In the second video, a little girl observes an adult sitting on a bench crying. She goes over and tries to comfort her. When that doesn’t work, she tries to get her mother who is sitting nearby to go over and do something to help. The children in both videos were between two and three years of age.
Both of these situations were very familiar. Observing young children in groups, I have found it fascinating to watch their faces while listening to a story. They register not only the emotional content of the story but also the emotions projected by the teacher as she is reading.
Even more impressive is the number of times one can see a child attempt to comfort another child who is distressed. In groups of two year olds it is not unusual to see a child take a toy over to a child who is crying and offer it to her. Sometimes a child will put his or her arm around another child who is upset. There are times when an entire class seems transfixed by a child who is very upset, and the teacher needs to stop all activity to help the children process what is happening.
When one child begins to cry after her parent has left, her reaction almost seems contagious as one child after another begins to cry, too. In such situations, the first child’s crying arouses in the others feelings of loss at separation that are still only just below the surface. The crying of others is not so much identification with the first child as the arousal of similar feelings of their own – a step toward empathy. It is similar to those trained in method acting taught to search for experiences in their own life that they can recreate to provide the emotions needed for the character they will portray.
Going back to the videos, there was a third that was quite provocative. In it a little boy is playing with a workbench toy in which the child hammers pegs through a hole. His mother is helping him by holding the bench steady. As she was instructed to do by the researcher, the mom pretends that the child has hit her finger with the hammer and cries out in pain.
The child goes through several reactions. At first, with laughter he again tries to hit her finger with the hammer. When Mom responds with anger and disapproval, he looks confused and worried and tries unsuccessfully to resume the play. Finally, he kisses her finger and they make up. As strange as it may seem, the child’s first reaction is not at all an uncommon one – one that is often misinterpreted by parents or other adults.

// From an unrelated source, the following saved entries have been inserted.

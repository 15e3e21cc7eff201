use std::collections::HashMap;

use oxrdf::{NamedNode, Triple};
use tracing::warn;

use super::mappers::{
    ActivityMapper, AddressMapper, CodeMapper, ContactMapper, NameMapper, OrganizationMapper,
    SiteMapper,
};
use super::{RecordKind, RecordMapper, Row};
use crate::ids::IdBuilder;

/// Mapper per record kind, sharing one identifier builder
pub struct MapperRegistry {
    ids: IdBuilder,
    mappers: HashMap<RecordKind, Box<dyn RecordMapper>>,
}

impl MapperRegistry {
    /// Create a registry with the mappers of every register file
    pub fn new(ids: IdBuilder) -> Self {
        let mut registry = Self {
            ids,
            mappers: HashMap::new(),
        };

        registry.register(Box::new(OrganizationMapper));
        registry.register(Box::new(NameMapper));
        registry.register(Box::new(SiteMapper));
        registry.register(Box::new(ContactMapper));
        registry.register(Box::new(AddressMapper));
        registry.register(Box::new(ActivityMapper));
        registry.register(Box::new(CodeMapper));

        registry
    }

    /// Register a mapper, replacing the one of the same kind
    pub fn register(&mut self, mapper: Box<dyn RecordMapper>) {
        self.mappers.insert(mapper.kind(), mapper);
    }

    pub fn get_mapper(&self, kind: RecordKind) -> Option<&dyn RecordMapper> {
        self.mappers.get(&kind).map(|m| m.as_ref())
    }

    /// Statements of a row
    pub fn map(&self, kind: RecordKind, row: &Row) -> Vec<Triple> {
        match self.get_mapper(kind) {
            Some(mapper) => mapper.map(&self.ids, row),
            None => {
                warn!("No mapper registered for {}", kind);
                Vec::new()
            }
        }
    }

    /// Identifier a row would be the subject of, without building its statements
    pub fn subject(&self, kind: RecordKind, row: &Row) -> Option<NamedNode> {
        match self.get_mapper(kind) {
            Some(mapper) => mapper.subject(&self.ids, row),
            None => {
                warn!("No mapper registered for {}", kind);
                None
            }
        }
    }

    /// List all registered record kinds
    pub fn list_kinds(&self) -> Vec<RecordKind> {
        RecordKind::ALL
            .into_iter()
            .filter(|kind| self.mappers.contains_key(kind))
            .collect()
    }
}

What happens in such a situation is that a child is often unclear about what has happened to produce the response that follows. He repeats the event in order to try to figure it out. In this case the child was not sure whether or not this was part of the play with his Mom. Were they having fun? How did this come about? The kissing her finger seemed clearly an imitation of a set response he had learned. The equivalent of ”Say you are sorry”.
This little scene points up how we can be off the mark in situations like this if we respond only with anger, disapproval, or a formulaic response. We may interpret the child’s behavior as anger or aggression, when in fact it may be a question: “What happened?’. Often what is needed is to clarify with your child what he did that caused the response he got. This is especially true when young children first bite someone. They get such a big reaction that they do it again to try to understand what happened – which of course brings an even bigger response.
There are many kinds of experiences that help children develop empathy and a concern for others. The roots seem clearly to be there from a very young age. As with so many other areas of development, learning plays a big part, and parents play a big part in the teaching that goes with it.